Rust and D

Peter Alexander peter.alexander.au at gmail.com
Sat Sep 29 10:04:01 PDT 2012


On Saturday, 29 September 2012 at 14:27:03 UTC, Nick Sabalausky 
wrote:
>> My question to you: Is it okay to reject D solely with these 
>> arguments?
>
> If it's in-line with their needs, then yes. It'd be both 
> selfish and
> absurd for us to demand that everyone tries out and becomes 
> proficient
> with our language and our language's way of doing things before
> deciding whether or not our language is right for them and 
> worth their
> time.

Again, no one is making any demands. I'm asking for one of two 
things from people: either try the language then form an educated 
opinion, or don't try it and say nothing.
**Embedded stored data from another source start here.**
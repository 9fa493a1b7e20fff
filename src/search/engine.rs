//! Search engine - facade over every component / 搜索引擎
//!
//! Owns one backing-store handle and builds every component around it.
//! Nothing is global: tests build an engine over [`MemoryBackend`], the
//! service over [`RedisBackend`].

use std::path::Path;
use std::sync::Arc;

use tokio::io::AsyncBufRead;

use super::analytics::{Analytics, WordCount};
use super::documents::DocumentStore;
use super::keys::KeySpace;
use super::postings::PostingsStore;
use super::query::{CheckResult, QueryExecutor, SearchHit, SearchMode, SearchRequest};
use super::status::{Status, StatusReporter};
use super::tokenizer::Normalizer;
use super::writer::{IndexWriter, IngestReport};
use crate::config::{RedisConfig, SearchConfig};
use crate::error::{Result, SearchError};
use crate::store::{KvBackend, MemoryBackend, Record, RedisBackend};

/// Search engine / 搜索引擎
#[derive(Clone)]
pub struct SearchEngine {
    store: Arc<dyn KvBackend>,
    keys: KeySpace,
    documents: DocumentStore,
    postings: PostingsStore,
    writer: IndexWriter,
    query: QueryExecutor,
    analytics: Analytics,
    status: StatusReporter,
    max_find_return: usize,
}

impl SearchEngine {
    /// Build over an existing store / 基于已有存储创建
    pub fn new(store: Arc<dyn KvBackend>, config: &SearchConfig) -> Result<Self> {
        let normalizer = Normalizer::new(&config.stop_words)
            .map_err(|e| SearchError::InvalidInput(format!("stop word list: {}", e)))?;
        let normalizer = Arc::new(normalizer);
        let keys = KeySpace::new(&config.namespace);

        let documents = DocumentStore::new(store.clone(), keys.clone());
        let postings = PostingsStore::new(store.clone(), keys.clone());

        Ok(Self {
            writer: IndexWriter::new(documents.clone(), postings.clone(), normalizer.clone(), config),
            query: QueryExecutor::new(
                documents.clone(),
                postings.clone(),
                normalizer,
                config.max_find_return,
                config.max_in_flight,
                config.scan_batch,
            ),
            analytics: Analytics::new(
                store.clone(),
                keys.clone(),
                documents.clone(),
                postings.clone(),
                config.word_count_rebuild,
                config.scan_batch,
                config.max_in_flight,
            ),
            status: StatusReporter::new(
                store.clone(),
                documents.clone(),
                postings.clone(),
                config.max_stats_return,
                config.scan_batch,
                config.max_in_flight,
            ),
            store,
            keys,
            documents,
            postings,
            max_find_return: config.max_find_return,
        })
    }

    /// Connect to Redis and build / 连接 Redis 并创建
    pub async fn connect(redis: &RedisConfig, config: &SearchConfig) -> Result<Self> {
        let backend = RedisBackend::connect(redis).await?;
        Self::new(Arc::new(backend), config)
    }

    /// Engine over a fresh in-process store / 内存引擎
    pub fn in_memory(config: &SearchConfig) -> Result<Self> {
        Self::new(Arc::new(MemoryBackend::new()), config)
    }

    pub fn store(&self) -> &Arc<dyn KvBackend> {
        &self.store
    }

    pub fn keys(&self) -> &KeySpace {
        &self.keys
    }

    pub fn documents(&self) -> &DocumentStore {
        &self.documents
    }

    pub fn postings(&self) -> &PostingsStore {
        &self.postings
    }

    /// Search with the page size capped at `max_find_return` / 搜索
    pub async fn search(&self, request: &SearchRequest) -> Result<Vec<SearchHit>> {
        let limit = request
            .limit
            .unwrap_or(self.max_find_return)
            .min(self.max_find_return);
        let request = SearchRequest {
            limit: Some(limit),
            ..request.clone()
        };
        self.query.search(&request).await
    }

    pub async fn check(&self, query: &str, mode: SearchMode) -> Result<CheckResult> {
        self.query.check(query, mode).await
    }

    pub async fn detail(&self, id: u64) -> Result<Record> {
        self.query.detail(id).await
    }

    pub async fn status(&self) -> Result<Status> {
        self.status.status().await
    }

    pub async fn rebuild_word_counts(&self) -> Result<u64> {
        self.analytics.rebuild_word_counts().await
    }

    pub async fn reset_visit_stats(&self) -> Result<u64> {
        self.analytics.reset_visit_stats().await
    }

    pub async fn top_words(&self, n: usize) -> Result<Vec<WordCount>> {
        self.analytics.top_words(n).await
    }

    pub async fn ingest_file(&self, path: &Path) -> Result<IngestReport> {
        self.writer.ingest_file(path).await
    }

    pub async fn ingest_lines<R: AsyncBufRead + Unpin>(&self, reader: R) -> Result<IngestReport> {
        self.writer.ingest_lines(reader).await
    }

    pub async fn ingest_texts<S: AsRef<str>>(&self, texts: &[S]) -> Result<IngestReport> {
        self.writer.ingest_texts(texts).await
    }
}
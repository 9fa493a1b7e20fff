use axum::Json;
use serde_json::{json, Value};

/// GET /api/health - 健康检查
pub async fn health_check() -> Json<Value> {
    Json(json!({
        "status": "ok",
        "message": "fts-chinese 服务运行正常",
        "version": env!("CARGO_PKG_VERSION"),
        "buildTime": env!("BUILD_TIME"),
    }))
}
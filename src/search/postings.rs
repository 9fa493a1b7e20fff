//! Postings store / 倒排表
//!
//! One ranked set per token; members are document keys and scores are the
//! number of times the token occurred in that document at ingestion. Only
//! ever incremented.

use std::sync::Arc;

use serde::Serialize;

use super::keys::KeySpace;
use crate::error::Result;
use crate::store::{KeyCount, KvBackend};

/// One (document, score) entry of a token's postings / 倒排项
#[derive(Debug, Clone, PartialEq, Serialize)]
pub struct Posting {
    pub doc_id: u64,
    pub doc_key: String,
    pub score: u64,
}

#[derive(Clone)]
pub struct PostingsStore {
    store: Arc<dyn KvBackend>,
    keys: KeySpace,
}

impl PostingsStore {
    pub fn new(store: Arc<dyn KvBackend>, keys: KeySpace) -> Self {
        Self { store, keys }
    }

    /// Atomically add 1 to `doc_id`'s score under `token` / 原子加一
    pub async fn increment(&self, token: &str, doc_id: u64) -> Result<u64> {
        let score = self
            .store
            .zincr(&self.keys.token(token), &self.keys.document(doc_id), 1.0)
            .await?;
        Ok(score.max(0.0) as u64)
    }

    /// Full postings of a token; an unknown token has none / 读取全部倒排项
    pub async fn read_all(&self, token: &str) -> Result<Vec<Posting>> {
        let members = self.store.zrange_with_scores(&self.keys.token(token)).await?;
        Ok(members
            .into_iter()
            .filter_map(|(doc_key, score)| match self.keys.document_id(&doc_key) {
                Some(doc_id) => Some(Posting {
                    doc_id,
                    doc_key,
                    score: score.max(0.0) as u64,
                }),
                None => {
                    tracing::warn!("Ignoring postings member {} under token {}", doc_key, token);
                    None
                }
            })
            .collect())
    }

    /// Sum of all scores of a token / 词元总分
    pub async fn sum_score(&self, token: &str) -> Result<u64> {
        let total = self.store.zsum(&self.keys.token(token)).await?;
        Ok(total.max(0.0).round() as u64)
    }

    /// Postings key count and footprint / 词元键数量与占用
    pub async fn count_keys(&self, batch: usize) -> Result<KeyCount> {
        Ok(self.store.count_keys(&self.keys.tokens_pattern(), batch).await?)
    }

    /// One cursor page of token names; a returned cursor of 0 ends the walk
    pub async fn scan_tokens(&self, cursor: u64, batch: usize) -> Result<(u64, Vec<String>)> {
        let (next, keys) = self.store.scan(&self.keys.tokens_pattern(), cursor, batch).await?;
        let tokens = keys
            .iter()
            .filter_map(|k| self.keys.token_of(k))
            .map(str::to_string)
            .collect();
        Ok((next, tokens))
    }
}

#[cfg(test)]
mod tests {
    use super::*;
    use crate::store::MemoryBackend;

    fn postings() -> (Arc<MemoryBackend>, PostingsStore) {
        let mem = Arc::new(MemoryBackend::new());
        let store = PostingsStore::new(mem.clone(), KeySpace::new("fts:test"));
        (mem, store)
    }

    #[tokio::test]
    async fn test_increment_and_read() {
        let (_, postings) = postings();
        assert_eq!(postings.increment("夏", 1).await.unwrap(), 1);
        assert_eq!(postings.increment("夏", 1).await.unwrap(), 2);
        postings.increment("夏", 2).await.unwrap();

        let mut read = postings.read_all("夏").await.unwrap();
        read.sort_by_key(|p| p.doc_id);
        assert_eq!(read.len(), 2);
        assert_eq!((read[0].doc_id, read[0].score), (1, 2));
        assert_eq!(read[0].doc_key, "fts:test:documents:1");
        assert_eq!((read[1].doc_id, read[1].score), (2, 1));
        assert_eq!(postings.sum_score("夏").await.unwrap(), 3);
    }

    #[tokio::test]
    async fn test_unknown_token_is_empty() {
        let (_, postings) = postings();
        assert!(postings.read_all("冬").await.unwrap().is_empty());
        assert_eq!(postings.sum_score("冬").await.unwrap(), 0);
    }

    #[tokio::test(flavor = "multi_thread", worker_threads = 4)]
    async fn test_concurrent_increments_are_not_lost() {
        let (_, postings) = postings();
        let handles: Vec<_> = (0..100)
            .map(|_| {
                let postings = postings.clone();
                tokio::spawn(async move { postings.increment("天", 7).await })
            })
            .collect();
        for handle in handles {
            handle.await.unwrap().unwrap();
        }
        let read = postings.read_all("天").await.unwrap();
        assert_eq!(read, vec![Posting {
            doc_id: 7,
            doc_key: "fts:test:documents:7".to_string(),
            score: 100,
        }]);
    }

    #[tokio::test]
    async fn test_scan_tokens_and_count() {
        let (_, postings) = postings();
        for token in ["夏", "天", "海"] {
            postings.increment(token, 1).await.unwrap();
        }
        let mut cursor = 0;
        let mut tokens = Vec::new();
        loop {
            let (next, page) = postings.scan_tokens(cursor, 2).await.unwrap();
            tokens.extend(page);
            if next == 0 {
                break;
            }
            cursor = next;
        }
        tokens.sort();
        let mut expected = vec!["夏".to_string(), "天".to_string(), "海".to_string()];
        expected.sort();
        assert_eq!(tokens, expected);
        assert_eq!(postings.count_keys(10).await.unwrap().count, 3);
    }
}
//! Search module - Chinese full-text search over a key-value store / 搜索模块
//!
//! Components, leaves first / 组件：
//! - tokenizer: stop-word stripping and unigram tokenizing / 分词
//! - postings: token -> document score sets / 倒排表
//! - documents: document hashes and visit accounting / 文档存储
//! - writer: ingestion pipeline / 索引写入
//! - query: facet and scan retrieval / 查询
//! - analytics, status: maintenance jobs and reporting / 统计与状态
//!
//! Only two mutations race: the postings increment and the visit touch.
//! Both are single atomic store calls; nothing here holds local locks.

pub mod analytics;
pub mod documents;
pub mod engine;
pub mod fanout;
pub mod keys;
pub mod postings;
pub mod query;
pub mod status;
pub mod tokenizer;
pub mod writer;

pub use analytics::{Analytics, WordCount};
pub use documents::{Document, DocumentStore};
pub use engine::SearchEngine;
pub use keys::KeySpace;
pub use postings::{Posting, PostingsStore};
pub use query::{CheckResult, QueryExecutor, SearchHit, SearchMode, SearchRequest};
pub use status::{Status, StatusReporter, VisitedEntry};
pub use tokenizer::Normalizer;
pub use writer::{IndexWriter, IngestReport, IngestRecord, LineParser};
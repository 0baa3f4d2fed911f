use std::process::ExitCode;

use anyhow::Result;
use clap::Parser;
use gadgeter::cli::{Cli, Commands};
use gadgeter::inject::InjectionAction;
use gadgeter::workflow::{InjectionReport, LocateReport};
use gadgeter::{run_inject_workflow, run_locate, InjectError};
use tracing_subscriber::EnvFilter;

fn main() -> Result<ExitCode> {
    let cli = Cli::parse();
    init_tracing(cli.verbose);

    match cli.command {
        Commands::Inject(opts) => {
            let cfg = opts.to_config();
            match run_inject_workflow(&opts.target.target, &cfg) {
                Ok(report) if opts.target.json => {
                    println!("{}", serde_json::to_string_pretty(&report)?);
                }
                Ok(report) => print_report(&report),
                Err(err) => return Ok(fail(&err)),
            }
        }
        Commands::Locate(opts) => {
            let cfg = opts.to_config();
            match run_locate(&opts.target.target, &cfg) {
                Ok(report) if opts.target.json => {
                    println!("{}", serde_json::to_string_pretty(&report)?);
                }
                Ok(report) => print_sites(&report),
                Err(err) => return Ok(fail(&err)),
            }
        }
    }

    Ok(ExitCode::SUCCESS)
}

fn init_tracing(verbose: u8) {
    let default = match verbose {
        0 => "gadgeter=warn",
        1 => "gadgeter=debug",
        _ => "gadgeter=trace",
    };
    let filter = EnvFilter::try_from_default_env().unwrap_or_else(|_| EnvFilter::new(default));
    tracing_subscriber::fmt()
        .with_env_filter(filter)
        .with_writer(std::io::stderr)
        .with_target(false)
        .init();
}

fn fail(err: &InjectError) -> ExitCode {
    eprintln!("[-]  {}", err.user_message());
    ExitCode::FAILURE
}

fn print_report(report: &InjectionReport) {
    let outcome = &report.outcome;
    let verb = if report.persisted { "Patched" } else { "Would patch" };
    println!(
        "[+]  {verb} {} (level {}, {})",
        report.unit.display(),
        outcome.level.number(),
        outcome.method
    );
    match &outcome.action {
        InjectionAction::Spliced {
            method_line,
            insert_at,
            registers,
        } => {
            println!(
                "[*]  Method at line {}, payload inserted at line {}",
                method_line + 1,
                insert_at + 1
            );
            if let Some(growth) = registers {
                println!(
                    "[*]  {} {} -> {}",
                    growth.directive.keyword(),
                    growth.from,
                    growth.to
                );
            }
        }
        InjectionAction::Synthesized { insert_at } => {
            println!("[*]  New <clinit> inserted at line {}", insert_at + 1);
        }
    }
    println!("[*]  Loads lib{}.so", report.lib_name);
}

fn print_sites(report: &LocateReport) {
    println!("[*]  {}", report.unit.display());
    for entry in &report.levels {
        match &entry.site {
            Some(site) => {
                let decl = site
                    .declaration
                    .map(|(directive, count)| format!("{} {count}", directive.keyword()))
                    .unwrap_or_else(|| "no register declaration".to_string());
                println!(
                    "[+]  level {} {:<18} line {:<5} {decl}, {} param slots, insert at line {}",
                    entry.level.number(),
                    entry.method,
                    site.method_line + 1,
                    site.param_slots,
                    site.insert_at + 1
                );
                if site.overloads > 1 {
                    println!(
                        "[*]  {} overloads of {}, only the first is patched",
                        site.overloads, entry.method
                    );
                }
            }
            None if entry.method == "<clinit>" => {
                println!(
                    "[*]  level {} {:<18} absent, would be synthesized",
                    entry.level.number(),
                    entry.method
                );
            }
            None => {
                println!(
                    "[-]  level {} {:<18} absent",
                    entry.level.number(),
                    entry.method
                );
            }
        }
    }
}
The problem is that 
people are reading "no generics", not trying the language, and 
then shouting out that it is rubbish.


> And in addition to all that, I doubt very much that most people 
> who
> say things to the effect of "I won't use Go because it lacks 
> generics"
> are *truly* basing it *purely* on the lack of generics, so the
> whole question is academic anyway.

See post 4 in this thread. That's what got me started.

http://forum.dlang.org/thread/tpwsxxjghbpsheexyrdq@forum.dlang.org#post-hqhkcxyqtbrbasuknmdt:40forum.dlang.org

Yes, you said "most", and one post is not most, but I see this 
attitude a lot. Evidently Rob Pike does as well. I'm sure most 
people here have seen similar arguments against D.